Indigenous communities in Panama obtain recognition and partial mitigation measures by Development Banks FMO and DEG in relation to the Barro Blanco dam
Both ENDS and SOMO welcome the signing of the agreement of understanding between four Indigenous Ngäbe communities in Panama and the European development banks FMO and DEG on June 17th 2025. The arrangement includes a community development program that, together with a public statement issued by the banks, aims to recognize and mitigate some of the negative impacts caused by the Barro Blanco hydropower dam. We wish to congratulate the community-based organisation Movimiento 10 de Abril (M10) for its perseverance to seek justice for the affected communities, and we acknowledge the commitment of FMO and DEG to pursue a solution to their long-standing dispute with the communities arising from their partial financing of the hydropower project since 2011.
The dam has negatively impacted the communities’ livelihoods, social and spiritual life. The affected communities, supported by SOMO, Both ENDS and the Panamian organisation ACD, have voiced concerns about this for over a decade, advocating not to finance the harmful Barro Blanco project. In this regard, FMO and DEG recognize, in their own words, that “until the dialogue process […] began we had not effectively responded to the concerns and criticisms voiced since the beginning by [the affected communities]”.

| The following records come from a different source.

/// Which behavior a pointer-up event routes to. Exactly one tool is active at
/// a time; switching takes effect on the next pointer event.
#[derive(Debug, Clone, Copy, PartialEq, Eq, Default)]
pub enum ToolMode {
    #[default]
    Select,
    CreateBox,
    CreateSphere,
}

impl ToolMode {
    pub fn label(self) -> &'static str {
        match self {
            ToolMode::Select => "Select",
            ToolMode::CreateBox => "Create Box",
            ToolMode::CreateSphere => "Create Sphere",
        }
    }
}

/// Holds the active tool and the camera-drag latch: a pointer-up that ends a
/// camera drag must not select or create anything.
#[derive(Debug, Default)]
pub struct ToolController {
    active: ToolMode,
    camera_moved: bool,
}

impl ToolController {
    pub fn new() -> Self {
        Self::default()
    }

    pub fn active(&self) -> ToolMode {
        self.active
    }

    pub fn activate(&mut self, mode: ToolMode) {
        self.active = mode;
    }

    /// Marks that the camera moved since the last pointer-up.
    pub fn note_camera_motion(&mut self) {
        self.camera_moved = true;
    }

    /// Whether the upcoming pointer-up should be swallowed. Consuming clears
    /// the latch, so exactly one pointer-up is suppressed per drag.
    pub fn take_suppression(&mut self) -> bool {
        let suppressed = self.camera_moved;
        self.camera_moved = false;
        suppressed
    }
}

#[cfg(test)]
mod tests {
    use super::*;

    #[test]
    fn select_is_the_default_tool() {
        let tools = ToolController::new();
        assert_eq!(tools.active(), ToolMode::Select);
    }

    #[test]
    fn activate_switches_immediately() {
        let mut tools = ToolController::new();
        tools.activate(ToolMode::CreateSphere);
        assert_eq!(tools.active(), ToolMode::CreateSphere);
        tools.activate(ToolMode::CreateBox);
        assert_eq!(tools.active(), ToolMode::CreateBox);
    }

    #[test]
    fn suppression_is_consumed_once() {
        let mut tools = ToolController::new();
        assert!(!tools.take_suppression());
        tools.note_camera_motion();
        tools.note_camera_motion();
        assert!(tools.take_suppression());
        assert!(!tools.take_suppression(), "latch clears after one consumption");
    }
}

In 2022, nearly a year after the banks withdrew from the project following the pre-payment of their loan by project company GENISA, representatives from the communities and the banks started a dialogue with the aim of settling their conflict.
This dialogue has now come to an end with this agreement. Part of this agreement is a community program in the affected communities of Kiad, Nuevo Palomar, Quebrada Caña and Quebrada de Plata, to be implemented by FSC Indigenous Foundation, as chosen by the parties. The program consists of a series of community-chosen projects focussed on seven thematic areas: water and sanitation, home improvement, transport, electrification, cultural preservation, livelihoods, and education.

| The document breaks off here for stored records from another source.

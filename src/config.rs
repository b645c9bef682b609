use anyhow::{Context, Result};
use serde::Deserialize;
use std::fs;
use std::path::Path;

#[derive(Debug, Clone, Deserialize)]
pub struct WindowConfig {
    #[serde(default = "WindowConfig::default_title")]
    pub title: String,
    #[serde(default = "WindowConfig::default_width")]
    pub width: u32,
    #[serde(default = "WindowConfig::default_height")]
    pub height: u32,
}

impl WindowConfig {
    fn default_title() -> String {
        "Kite Editor".to_string()
    }

    const fn default_width() -> u32 {
        1280
    }

    const fn default_height() -> u32 {
        720
    }
}

impl Default for WindowConfig {
    fn default() -> Self {
        Self {
            title: Self::default_title(),
            width: Self::default_width(),
            height: Self::default_height(),
        }
    }
}

#[derive(Debug, Clone, Deserialize)]
pub struct CameraConfig {
    #[serde(default = "CameraConfig::default_fov_y_degrees")]
    pub fov_y_degrees: f32,
    #[serde(default = "CameraConfig::default_near")]
    pub near: f32,
    #[serde(default = "CameraConfig::default_far")]
    pub far: f32,
    #[serde(default = "CameraConfig::default_position")]
    pub position: [f32; 3],
    #[serde(default = "CameraConfig::default_target")]
    pub target: [f32; 3],
}

impl CameraConfig {
    const fn default_fov_y_degrees() -> f32 {
        45.0
    }

    const fn default_near() -> f32 {
        0.1
    }

    const fn default_far() -> f32 {
        1000.0
    }

    const fn default_position() -> [f32; 3] {
        [0.0, 10.0, 20.0]
    }

    const fn default_target() -> [f32; 3] {
        [0.0, 0.0, 0.0]
    }
}

impl Default for CameraConfig {
    fn default() -> Self {
        Self {
            fov_y_degrees: Self::default_fov_y_degrees(),
            near: Self::default_near(),
            far: Self::default_far(),
            position: Self::default_position(),
            target: Self::default_target(),
        }
    }
}

#[derive(Debug, Clone, Deserialize)]
pub struct GroundConfig {
    #[serde(default = "GroundConfig::default_extent")]
    pub extent: f32,
    #[serde(default = "GroundConfig::default_grid_divisions")]
    pub grid_divisions: u32,
}

impl GroundConfig {
    const fn default_extent() -> f32 {
        100.0
    }

    const fn default_grid_divisions() -> u32 {
        20
    }
}

impl Default for GroundConfig {
    fn default() -> Self {
        Self { extent: Self::default_extent(), grid_divisions: Self::default_grid_divisions() }
    }
}

/// Ranges for randomly sized objects spawned by the create tools.
#[derive(Debug, Clone, Deserialize)]
pub struct SpawnConfig {
    #[serde(default = "SpawnConfig::default_box_size_min")]
    pub box_size_min: f32,
    #[serde(default = "SpawnConfig::default_box_size_max")]
    pub box_size_max: f32,
    #[serde(default = "SpawnConfig::default_sphere_radius_min")]
    pub sphere_radius_min: f32,
    #[serde(default = "SpawnConfig::default_sphere_radius_max")]
    pub sphere_radius_max: f32,
}

impl SpawnConfig {
    const fn default_box_size_min() -> f32 {
        1.0
    }

    const fn default_box_size_max() -> f32 {
        5.0
    }

    const fn default_sphere_radius_min() -> f32 {
        0.5
    }

    const fn default_sphere_radius_max() -> f32 {
        3.0
    }
}

impl Default for SpawnConfig {
    fn default() -> Self {
        Self {
            box_size_min: Self::default_box_size_min(),
            box_size_max: Self::default_box_size_max(),
            sphere_radius_min: Self::default_sphere_radius_min(),
            sphere_radius_max: Self::default_sphere_radius_max(),
        }
    }
}

#[derive(Debug, Clone, Default, Deserialize)]
pub struct EditorConfig {
    #[serde(default)]
    pub window: WindowConfig,
    #[serde(default)]
    pub camera: CameraConfig,
    #[serde(default)]
    pub ground: GroundConfig,
    #[serde(default)]
    pub spawn: SpawnConfig,
}

impl EditorConfig {
    pub fn load(path: impl AsRef<Path>) -> Result<Self> {
        let path = path.as_ref();
        let text = fs::read_to_string(path)
            .with_context(|| format!("Failed to read editor config at {}", path.display()))?;
        let config = serde_json::from_str(&text).context("Failed to parse editor config JSON")?;
        Ok(config)
    }

    pub fn load_or_default(path: impl AsRef<Path>) -> Self {
        match Self::load(path) {
            Ok(config) => config,
            Err(err) => {
                eprintln!("[config] load error: {err:?}; falling back to defaults");
                Self::default()
            }
        }
    }
}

After more than a decade of collaboration between M10, SOMO and Both ENDS, we are happy to be able to finally welcome the recognition of FMO and DEG that the Barro Blanco project has had negative impacts for the communities. Both ENDS and SOMO intent to continue to monitor the implementation of the agreement, together with M10.
Lessons for the future
The agreement marks a watershed moment, which demonstrates that international financial institutions have a responsibility towards communities whose livelihoods are affected by their investments. Development banks not only have the duty, but also the power, to help mitigate the harms caused by their investments.
However, as also the banks’ public statement sets out, “the communities affected by this project experienced, and continue to experience significant loss to their territory, environment, ways of life, and to the places they hold sacred”. The agreement between the communities, supported by M10, and the Banks represents only a partial mitigation of the harms suffered by the four Indigenous communities since the Barro Blanco dam became operational in 2016. The affected communities therefore continue to reject the dam.

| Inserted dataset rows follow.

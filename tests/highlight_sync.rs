use glam::Vec3;
use kite_editor::entity_registry::{EntityId, EntityKind, EntityRegistry, Shape};
use kite_editor::highlight::HighlightSync;
use kite_editor::selection::SelectionSet;

fn assert_invariant(highlight: &HighlightSync, selection: &SelectionSet, registry: &EntityRegistry) {
    let decorated: Vec<EntityId> = highlight.decorated().collect();
    assert_eq!(decorated, selection.list(), "decoration map domain must equal the selection");
    for id in selection.iter() {
        let decoration = highlight.decoration_for(id).expect("decoration present");
        let record = registry.get(decoration).expect("decoration record is live");
        assert_eq!(record.kind, EntityKind::Selection);
    }
    let live_decorations =
        registry.pickable().filter(|record| record.kind == EntityKind::Selection).count();
    assert_eq!(live_decorations, highlight.count(), "no orphaned decoration entities");
}

#[test]
fn decorations_follow_the_selection_through_arbitrary_edits() {
    let mut registry = EntityRegistry::default();
    let a = registry.add_box(Vec3::new(0.0, 1.0, 0.0), 2.0, Vec3::ONE);
    let b = registry.add_sphere(Vec3::new(5.0, 2.0, 0.0), 2.0, Vec3::ONE);
    let c = registry.add_sphere(Vec3::new(-5.0, 1.0, 3.0), 1.0, Vec3::ONE);
    let mut selection = SelectionSet::new();
    let mut highlight = HighlightSync::new();

    selection.add(&[a]);
    highlight.sync(&selection, &mut registry);
    assert_invariant(&highlight, &selection, &registry);

    selection.add(&[b, c]);
    highlight.sync(&selection, &mut registry);
    assert_invariant(&highlight, &selection, &registry);

    selection.remove(&[b]);
    highlight.sync(&selection, &mut registry);
    assert_invariant(&highlight, &selection, &registry);

    selection.replace(&[b]);
    highlight.sync(&selection, &mut registry);
    assert_invariant(&highlight, &selection, &registry);

    selection.clear();
    highlight.sync(&selection, &mut registry);
    assert_invariant(&highlight, &selection, &registry);
    assert_eq!(highlight.count(), 0);
}

#[test]
fn repeated_sync_is_stable() {
    let mut registry = EntityRegistry::default();
    let a = registry.add_box(Vec3::ZERO, 1.0, Vec3::ONE);
    let mut selection = SelectionSet::new();
    let mut highlight = HighlightSync::new();

    selection.add(&[a]);
    highlight.sync(&selection, &mut registry);
    let decoration = highlight.decoration_for(a).expect("decoration");
    let entities = registry.len();

    highlight.sync(&selection, &mut registry);
    highlight.sync(&selection, &mut registry);
    assert_eq!(highlight.decoration_for(a), Some(decoration), "decoration must not be rebuilt");
    assert_eq!(registry.len(), entities, "no duplicate decorations");
}

#[test]
fn deselected_decorations_are_destroyed_in_the_registry() {
    let mut registry = EntityRegistry::default();
    let a = registry.add_sphere(Vec3::ZERO, 1.0, Vec3::ONE);
    let b = registry.add_sphere(Vec3::new(4.0, 1.0, 0.0), 1.0, Vec3::ONE);
    let mut selection = SelectionSet::new();
    let mut highlight = HighlightSync::new();

    selection.add(&[a, b]);
    highlight.sync(&selection, &mut registry);
    let decoration_a = highlight.decoration_for(a).expect("decoration for a");

    selection.remove(&[a]);
    highlight.sync(&selection, &mut registry);
    assert!(registry.get(decoration_a).is_none(), "stale decoration must be removed");
    assert!(highlight.decoration_for(a).is_none());
    assert!(highlight.decoration_for(b).is_some());
}

#[test]
fn outline_shape_matches_the_underlying_entity() {
    let mut registry = EntityRegistry::default();
    let cube = registry.add_box(Vec3::new(1.0, 1.0, 1.0), 2.0, Vec3::ONE);
    let sphere = registry.add_sphere(Vec3::new(-3.0, 2.0, 0.0), 1.5, Vec3::ONE);
    let mut selection = SelectionSet::new();
    let mut highlight = HighlightSync::new();

    selection.add(&[cube, sphere]);
    highlight.sync(&selection, &mut registry);

    let cube_outline = registry
        .get(highlight.decoration_for(cube).expect("cube decoration"))
        .expect("record");
    assert_eq!(cube_outline.shape, Shape::Cube { size: 2.0 });
    assert_eq!(cube_outline.position, Vec3::new(1.0, 1.0, 1.0));
    assert!(cube_outline.wireframe);

    let sphere_outline = registry
        .get(highlight.decoration_for(sphere).expect("sphere decoration"))
        .expect("record");
    assert_eq!(sphere_outline.shape, Shape::Sphere { radius: 1.5 });
}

As such, this case also illustrates the necessity for development banks to ensure that their investments in the Global South not only avoid causing harm to structurally marginalized groups, but also – based on their rights and own priorities - contribute to their collective well-being and aspirations. To do so, development banks must take people’s concerns into account when deciding about their investments.
The dialogue and agreement have come after years of the banks’ dismissal of community voices, and it was the bank’s lack of recognition of Indigenous self-determination including the principle of Free, Prior and Informed Consent (FPIC) that contributed to the harms in the first place. Engagement with communities is fundamental to avoid and mitigate corporate wrongdoing, and we wish for FMO and DEG to draw lessons from this case to systematically integrate communities’ concerns in their investment decision-making of potentially harmful projects.
Background
Both ENDS and SOMO have been supporting M10 since Panamanian civil society organizations brought the case to our attention in 2011. In 2014, we supported M10 in the filing of a formal complaint at the banks’ Independent Complaint Mechanism (ICM).
Back then, the banks largely dismissed community concerns, and pushed for the construction of the Barro Blanco dam, resulting in the flooding of Indigenous land in 2016. Amongst the negative impacts of the dam’s operation are the loss of agricultural land, the geographical isolation of the affected communities, and the permanent submergence of ancient petroglyphs held sacred by the Ngäbe and Buglé peoples and made by their ancestors.
Delayed by the COVID-19 pandemic, the ICM made its final monitoring visit in September 2021, and in 2022 issued a series of recommendations to the banks. This led to the dialogue between the banks and elected representatives of the affected communities, in which SOMO, Both ENDS and the Panamanian organization Alianza para la Conservación y el Desarrollo (ACD) participated as community advisors.
To this day however, neither the Central American Bank of Economic Integration (CABEI/BCIE), nor the project company GENISA, nor the Panamanian State have acknowledged their share of responsibility for a project that will continue to infringe on the rights of the Ngäbe people.